The planning board unanimously passed proposals for five new communities at a meeting Monday night.
According to the planning board chair, Eric Dunham, the big takeaway from the developers’ proposals was the impressive stormwater plans.
“The developers of the land were designing stormwater systems to handle 100-year storms,” said Dunham. “That’s amazing! They are only required to meet standards for 10-year storms.”
Dunham added that this and loss of trees are common concerns from the public; however, the planners went above and beyond to address these issues, including the addition of a 30-foot buffer of trees around one development.
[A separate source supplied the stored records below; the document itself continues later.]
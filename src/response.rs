//! Decoding of admin API responses.

use crate::Error;
use serde_json::{Map, Value};

/// Key under which the HTTP status is recorded in [`Reply::fields`].
pub const STATUS_KEY: &str = "status";

/// Successful admin API response.
///
/// The server answers either with a JSON object or with a list of per-command objects; in the
/// latter case the first entry describes the command that was sent.
#[derive(Debug, Clone, PartialEq)]
pub struct Reply {
    status: u16,
    body: String,
    fields: Map<String, Value>,
}

impl Reply {
    /// Decode the body of a `200 OK` response.
    pub fn decode<S: Into<String>>(status: u16, body: S) -> Result<Reply, Error> {
        let body = body.into();
        let value: Value = serde_json::from_str(&body).map_err(Error::MalformedResponse)?;
        let mut fields = match value {
            Value::Object(fields) => fields,
            Value::Array(mut entries) => {
                if entries.is_empty() {
                    return Err(Error::unexpected_response_shape("empty list"));
                }
                match entries.swap_remove(0) {
                    Value::Object(fields) => fields,
                    other => {
                        return Err(Error::unexpected_response_shape(format!(
                            "list entry is {}, expected an object",
                            json_kind(&other)
                        )));
                    }
                }
            }
            other => {
                return Err(Error::unexpected_response_shape(format!("{}, expected an object or list", json_kind(&other))));
            }
        };
        fields.insert(STATUS_KEY.to_string(), Value::from(status));

        Ok(Reply { status, body, fields })
    }

    /// Return the HTTP status.
    pub fn status(&self) -> u16 {
        self.status
    }

    /// Return the raw response body.
    pub fn body(&self) -> &str {
        &self.body
    }

    /// Return the decoded response including the `status` entry.
    pub fn fields(&self) -> &Map<String, Value> {
        &self.fields
    }

    /// Look up a single decoded field.
    pub fn get(&self, key: &str) -> Option<&Value> {
        self.fields.get(key)
    }

    /// Return the error reported by the server for the command, if it reported one.
    pub fn error(&self) -> Option<&Value> {
        self.fields.get("error").filter(|error| !error.is_null())
    }

    /// Consume the `Reply` returning the decoded mapping.
    pub fn into_map(self) -> Map<String, Value> {
        self.fields
    }
}

fn json_kind(value: &Value) -> &'static str {
    match value {
        Value::Null => "null",
        Value::Bool(_) => "a boolean",
        Value::Number(_) => "a number",
        Value::String(_) => "a string",
        Value::Array(_) => "a list",
        Value::Object(_) => "an object",
    }
}

#[cfg(test)]
mod tests {
    use super::Reply;
    use crate::Error;
    use serde_json::json;

    #[test]
    fn object_body_gets_status() {
        let reply = Reply::decode(200, r#"{"result":true}"#).unwrap();
        assert_eq!(reply.status(), 200);
        assert_eq!(reply.get("result"), Some(&json!(true)));
        assert_eq!(reply.get("status"), Some(&json!(200)));
        assert!(reply.error().is_none());
    }

    #[test]
    fn list_body_uses_first_entry() {
        let body = r#"[{"method":"publish","error":null,"body":null},{"method":"history"}]"#;
        let reply = Reply::decode(200, body).unwrap();
        assert_eq!(reply.get("method"), Some(&json!("publish")));
        assert_eq!(reply.body(), body);
        assert_eq!(reply.into_map().get("status"), Some(&json!(200)));
    }

    #[test]
    fn remote_error_is_exposed() {
        let reply = Reply::decode(200, r#"[{"method":"publish","error":"namespace not found"}]"#).unwrap();
        assert_eq!(reply.error(), Some(&json!("namespace not found")));
    }

    #[test]
    fn invalid_json_is_malformed() {
        let result = Reply::decode(200, "<html>oops</html>");
        assert!(matches!(result, Err(Error::MalformedResponse(_))));
    }

    #[test]
    fn unexpected_shapes_are_rejected() {
        assert!(matches!(Reply::decode(200, "[]"), Err(Error::UnexpectedResponseShape(_))));
        assert!(matches!(Reply::decode(200, "[1, 2]"), Err(Error::UnexpectedResponseShape(_))));
        assert!(matches!(Reply::decode(200, r#""ok""#), Err(Error::UnexpectedResponseShape(_))));
        assert!(matches!(Reply::decode(200, "null"), Err(Error::UnexpectedResponseShape(_))));
    }
}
Only one of five proposed developments is near Leland. The rest are near the South Carolina border in Calabash and Ocean Isle Beach.
“That’s probably the first [fastest-growing] area where we’re seeing the most activity,” said senior planner Marc Pages. “Second would probably be Leland-area and third would probably be Southport, Highway 211 corridor-area.”
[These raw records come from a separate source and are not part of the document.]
use crate::configuration::ExternalConfig;
use crate::Error;

/// Reads [`ExternalConfig`] from TOML using the `centrifuge_*` keys.
///
/// Keys not belonging to this library are ignored so the settings can live in a shared file.
///
/// ```toml
/// centrifuge_secret_key = "secret"
/// centrifuge_project_id = "project"
/// centrifuge_host = "http://localhost"
/// centrifuge_port = 8000
/// ```
#[derive(Debug)]
pub struct ExternalConfigFileParser;

impl ExternalConfigFileParser {
    /// Parse [`ExternalConfig`] from provided TOML.
    pub fn from(string: &str) -> Result<ExternalConfig, Error> {
        let parsed: ExternalConfig = toml::from_str(string)?;
        Ok(parsed)
    }
}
The five communities will be in the following locations:
- Major subdivision Allston Park: Shingletree Rd. NW
- Planned development Hickmans Crossing: 1025 Calabash Rd. NW
- Planned development Gore Tract: Beach Drive & Goose Creek Rd.
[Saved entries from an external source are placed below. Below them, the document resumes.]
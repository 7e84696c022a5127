#[cfg(feature = "parse-cfg")]
pub mod config_file;

use crate::signing::SigningAlgorithm;
use crate::Error;
use serde::Deserialize;
use std::fmt::{Debug, Formatter};
use std::time::Duration;
use url::Url;

/// Admin API host used when none is configured.
pub const DEFAULT_HOST: &str = "http://centrifuge.example.com";
/// Admin API port used when none is configured.
pub const DEFAULT_PORT: u16 = 8000;
/// Request timeout in seconds used when none is configured.
pub const DEFAULT_TIMEOUT_SECS: u64 = 5;
const DEFAULT_HTTP_PORT: u16 = 80;
const API_PATH_PREFIX: &str = "/api/";

const ENV_SECRET_KEY: &str = "CENTRIFUGE_SECRET_KEY";
const ENV_PROJECT_ID: &str = "CENTRIFUGE_PROJECT_ID";
const ENV_HOST: &str = "CENTRIFUGE_HOST";
const ENV_PORT: &str = "CENTRIFUGE_PORT";
const ENV_URL: &str = "CENTRIFUGE_URL";
const ENV_DEBUG: &str = "CENTRIFUGE_DEBUG";
const ENV_TIMEOUT: &str = "CENTRIFUGE_TIMEOUT";

/// Resolved, immutable settings of an [`AdminClient`][crate::AdminClient].
#[derive(Clone)]
pub struct ClientSettings {
    server: String,
    port: u16,
    project_id: String,
    secret_key: String,
    url_path: String,
    debug: bool,
    timeout: Duration,
    algorithm: SigningAlgorithm,
    endpoint: Url,
}

/// Values passed explicitly by the application when creating a client.
///
/// Any value left unset falls back to the built-in default, and any value the
/// [`ExternalConfig`] supplies takes precedence over what is set here.
#[derive(Debug, Default, Clone, PartialEq, Eq)]
pub struct SettingsOverrides {
    project_id: Option<String>,
    secret_key: Option<String>,
    host: Option<String>,
    port: Option<u16>,
    url: Option<String>,
    debug: Option<bool>,
    timeout: Option<u64>,
}

/// Settings supplied by the hosting application's configuration source.
///
/// Field names match the host configuration keys. A value that is empty, `0` or `false`
/// counts as not supplied.
#[derive(Debug, Default, Deserialize, Clone, PartialEq, Eq)]
pub struct ExternalConfig {
    /// Secret key shared with the Centrifuge server.
    #[serde(default)]
    pub centrifuge_secret_key: Option<String>,
    /// Project identifier.
    #[serde(default)]
    pub centrifuge_project_id: Option<String>,
    /// Server address including scheme.
    #[serde(default)]
    pub centrifuge_host: Option<String>,
    /// Server port.
    #[serde(default)]
    pub centrifuge_port: Option<PortValue>,
    /// Admin API path.
    #[serde(default)]
    pub centrifuge_url: Option<String>,
    /// Debug logging of request and response bodies.
    #[serde(default)]
    pub centrifuge_debug: Option<bool>,
    /// Request timeout in seconds.
    #[serde(default)]
    pub centrifuge_timeout: Option<u64>,
}

/// Port as written in a configuration source, either `8000` or `"8000"`.
#[derive(Debug, Deserialize, Clone, PartialEq, Eq)]
#[serde(untagged)]
pub enum PortValue {
    /// Numeric port.
    Number(i64),
    /// Port given as text.
    Text(String),
}

impl PortValue {
    fn to_port(&self) -> Result<Option<u16>, Error> {
        let number = match self {
            PortValue::Number(number) => *number,
            PortValue::Text(text) if text.trim().is_empty() => return Ok(None),
            PortValue::Text(text) => text
                .trim()
                .parse::<i64>()
                .map_err(|_| Error::invalid_configuration(format!("centrifuge_port '{}' is not a number", text)))?,
        };

        match number {
            0 => Ok(None),
            1..=65535 => Ok(Some(number as u16)),
            _ => Err(Error::InvalidPortNumber(number)),
        }
    }
}

impl SettingsOverrides {
    /// Create a new `SettingsOverrides` with the project id and secret key.
    pub fn new<P: AsRef<str>, K: AsRef<str>>(project_id: P, secret_key: K) -> Self {
        Self {
            project_id: Some(project_id.as_ref().to_string()),
            secret_key: Some(secret_key.as_ref().to_string()),
            ..Default::default()
        }
    }

    /// Set the server, including its scheme (`http://host`).
    pub fn host<S: AsRef<str>>(mut self, host: S) -> Self {
        self.host = Some(host.as_ref().to_string());
        self
    }

    /// Set the server port.
    pub fn port(mut self, port: u16) -> Self {
        self.port = Some(port);
        self
    }

    /// Set the admin API path.
    pub fn url<S: AsRef<str>>(mut self, url: S) -> Self {
        self.url = Some(url.as_ref().to_string());
        self
    }

    /// Enable or disable debug logging of full request and response bodies.
    pub fn debug(mut self, debug: bool) -> Self {
        self.debug = Some(debug);
        self
    }

    /// Set the request timeout in seconds.
    pub fn timeout(mut self, seconds: u64) -> Self {
        self.timeout = Some(seconds);
        self
    }
}

impl ExternalConfig {
    /// Parse the host configuration from TOML using the `centrifuge_*` keys.
    #[cfg(feature = "parse-cfg")]
    pub fn from_toml(string: &str) -> Result<Self, Error> {
        config_file::ExternalConfigFileParser::from(string)
    }

    /// Read the host configuration from `CENTRIFUGE_*` environment variables.
    pub fn from_env() -> Result<Self, Error> {
        Self::from_lookup(|key| std::env::var(key).ok())
    }

    /// Build the host configuration from any key lookup using the upper-case variable names.
    pub fn from_lookup<F>(lookup: F) -> Result<Self, Error>
    where
        F: Fn(&str) -> Option<String>,
    {
        let debug = match lookup(ENV_DEBUG) {
            None => None,
            Some(value) => Some(parse_flag(ENV_DEBUG, &value)?),
        };
        let timeout = match lookup(ENV_TIMEOUT).filter(|value| !value.trim().is_empty()) {
            None => None,
            Some(value) => Some(value.trim().parse::<u64>().map_err(|_| {
                Error::invalid_configuration(format!("{} '{}' is not a whole number of seconds", ENV_TIMEOUT, value))
            })?),
        };

        Ok(Self {
            centrifuge_secret_key: lookup(ENV_SECRET_KEY),
            centrifuge_project_id: lookup(ENV_PROJECT_ID),
            centrifuge_host: lookup(ENV_HOST),
            centrifuge_port: lookup(ENV_PORT).map(PortValue::Text),
            centrifuge_url: lookup(ENV_URL),
            centrifuge_debug: debug,
            centrifuge_timeout: timeout,
        })
    }
}

fn parse_flag(key: &str, value: &str) -> Result<bool, Error> {
    match value.trim().to_ascii_lowercase().as_str() {
        "" | "0" | "false" | "no" | "off" => Ok(false),
        "1" | "true" | "yes" | "on" => Ok(true),
        _ => Err(Error::invalid_configuration(format!("{} '{}' is not a boolean", key, value))),
    }
}

fn supplied(value: &Option<String>) -> Option<String> {
    value.as_ref().filter(|value| !value.trim().is_empty()).cloned()
}

impl ClientSettings {
    /// Create `ClientSettings` from a project id and secret key with every other value defaulted.
    pub fn new<P: AsRef<str>, K: AsRef<str>>(project_id: P, secret_key: K) -> Result<Self, Error> {
        Self::resolve(&ExternalConfig::default(), SettingsOverrides::new(project_id, secret_key))
    }

    /// Combine the host configuration with explicit values.
    ///
    /// Each value is taken from `external` when supplied there, then from `overrides`, then
    /// from the built-in defaults.
    pub fn resolve(external: &ExternalConfig, overrides: SettingsOverrides) -> Result<Self, Error> {
        let project_id = supplied(&external.centrifuge_project_id)
            .or(supplied(&overrides.project_id))
            .ok_or(Error::MissingProjectId)?;
        let secret_key = supplied(&external.centrifuge_secret_key)
            .or(supplied(&overrides.secret_key))
            .ok_or(Error::MissingSecretKey)?;

        let server = supplied(&external.centrifuge_host)
            .or(supplied(&overrides.host))
            .unwrap_or_else(|| DEFAULT_HOST.to_string());
        let external_port = match &external.centrifuge_port {
            None => None,
            Some(port) => port.to_port()?,
        };
        let port = external_port.or(overrides.port).unwrap_or(DEFAULT_PORT);
        let url_path = supplied(&external.centrifuge_url)
            .or(supplied(&overrides.url))
            .unwrap_or_else(|| format!("{}{}", API_PATH_PREFIX, project_id));
        let debug = external.centrifuge_debug.filter(|debug| *debug).or(overrides.debug).unwrap_or(false);
        let timeout = external
            .centrifuge_timeout
            .filter(|timeout| *timeout > 0)
            .or(overrides.timeout)
            .unwrap_or(DEFAULT_TIMEOUT_SECS);

        Self::validate(&url_path, timeout)?;

        Ok(ClientSettings {
            endpoint: build_endpoint(&server, port, &url_path)?,
            server: server.trim_end_matches('/').to_string(),
            port,
            project_id,
            secret_key,
            url_path,
            debug,
            timeout: Duration::from_secs(timeout),
            algorithm: SigningAlgorithm::Md5,
        })
    }

    /// Return the server, including its scheme.
    pub fn server(&self) -> &str {
        &self.server
    }

    /// Return the server port.
    pub fn port(&self) -> u16 {
        self.port
    }

    /// Return the project id.
    pub fn project_id(&self) -> &str {
        &self.project_id
    }

    /// Return the secret key.
    pub fn secret_key(&self) -> &str {
        &self.secret_key
    }

    /// Return the admin API path.
    pub fn url_path(&self) -> &str {
        &self.url_path
    }

    /// Return whether debug logging is enabled for every request.
    pub fn debug(&self) -> bool {
        self.debug
    }

    /// Return the request timeout.
    pub fn timeout(&self) -> Duration {
        self.timeout
    }

    /// Return the signing algorithm.
    pub fn algorithm(&self) -> SigningAlgorithm {
        self.algorithm
    }

    /// Return the full admin API URL: `{server}[:{port}]{url_path}`, the port omitted when it is 80.
    pub fn endpoint(&self) -> &Url {
        &self.endpoint
    }

    fn validate(url_path: &str, timeout: u64) -> Result<(), Error> {
        if timeout == 0 {
            return Err(Error::invalid_configuration("centrifuge_timeout must be at least one second"));
        }
        if !url_path.starts_with('/') {
            return Err(Error::invalid_configuration(format!("centrifuge_url '{}' must start with '/'", url_path)));
        }
        Ok(())
    }
}

fn build_endpoint(server: &str, port: u16, url_path: &str) -> Result<Url, Error> {
    let server = server.trim_end_matches('/');
    let full_url = match port {
        DEFAULT_HTTP_PORT => format!("{}{}", server, url_path),
        _ => format!("{}:{}{}", server, port, url_path),
    };

    let endpoint = Url::parse(&full_url)?;
    match endpoint.scheme() {
        "http" | "https" if endpoint.has_host() => Ok(endpoint),
        _ => Err(Error::invalid_configuration(format!(
            "centrifuge_host '{}' must be an http:// or https:// address",
            server
        ))),
    }
}

impl Debug for ClientSettings {
    fn fmt(&self, f: &mut Formatter<'_>) -> std::fmt::Result {
        f.debug_struct("ClientSettings")
            .field("server", &self.server)
            .field("port", &self.port)
            .field("project_id", &self.project_id)
            .field("secret_key", &"<redacted>")
            .field("url_path", &self.url_path)
            .field("debug", &self.debug)
            .field("timeout", &self.timeout)
            .field("algorithm", &self.algorithm)
            .finish()
    }
}

#[cfg(feature = "parse-cfg")]
impl TryFrom<&str> for ExternalConfig {
    type Error = Error;

    fn try_from(value: &str) -> Result<Self, Self::Error> {
        ExternalConfig::from_toml(value)
    }
}

#[cfg(feature = "parse-cfg")]
impl TryFrom<&str> for ClientSettings {
    type Error = Error;

    fn try_from(value: &str) -> Result<Self, Self::Error> {
        let external = ExternalConfig::try_from(value)?;
        ClientSettings::resolve(&external, SettingsOverrides::default())
    }
}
- Planned development Coastal Haven: Mt. Misery Rd.
- Planned development The Courtyards by Carrell: 7040 Ocean Hwy West
In total, the developments will create more than 450 new housing units. This comes on the heels of the approval of two other developments proposed for the same area back in May. Pages says all those communities will bring more businesses to the rural area.
Allston Park on Shingletree Road is a major subdivision meaning that community will offer bigger lots for single-family homes. Meanwhile, the other four offer less square footage to its residents but for a fair trade. Pages says the difference is the way space is divided among its residents. For planned developments, that means less square footage.
“You lose your backyard and front yard a little bit in exchange for more [common areas,]” said Pages. “That allows for flexibility of housing types. It allows for townhomes and multi-family in a zone that would typically only allow single-family.”
Pages says those development proposals are perfect for retirees who may not want a large yard to have to keep up with. It also gives home buyers more variety when it comes to price tags.
Getting the green light from the Planning Board is just the first of many steps for developers. There’s plenty more on the to-do list before they can start building.
“[They need to] get what they call a sedimentation and erosion control permit, they typically would have to do a traffic study — for most of the larger developments, they would have to do that,” said Pages. “They would have to get their wetlands delineated. There’s a lot of things that would need to happen, that they would need to secure before they actually start moving dirt.”
Those developments are just the beginning of growth in that area. Pages says businesses and other residential developments are sure to follow.
“We’ve got six more coming next month, maybe, that are kind of this size or smaller,”said Pages. “The way my phone is ringing off the hook and the way I’m getting site plans, I’m not seeing much of a slowdown.”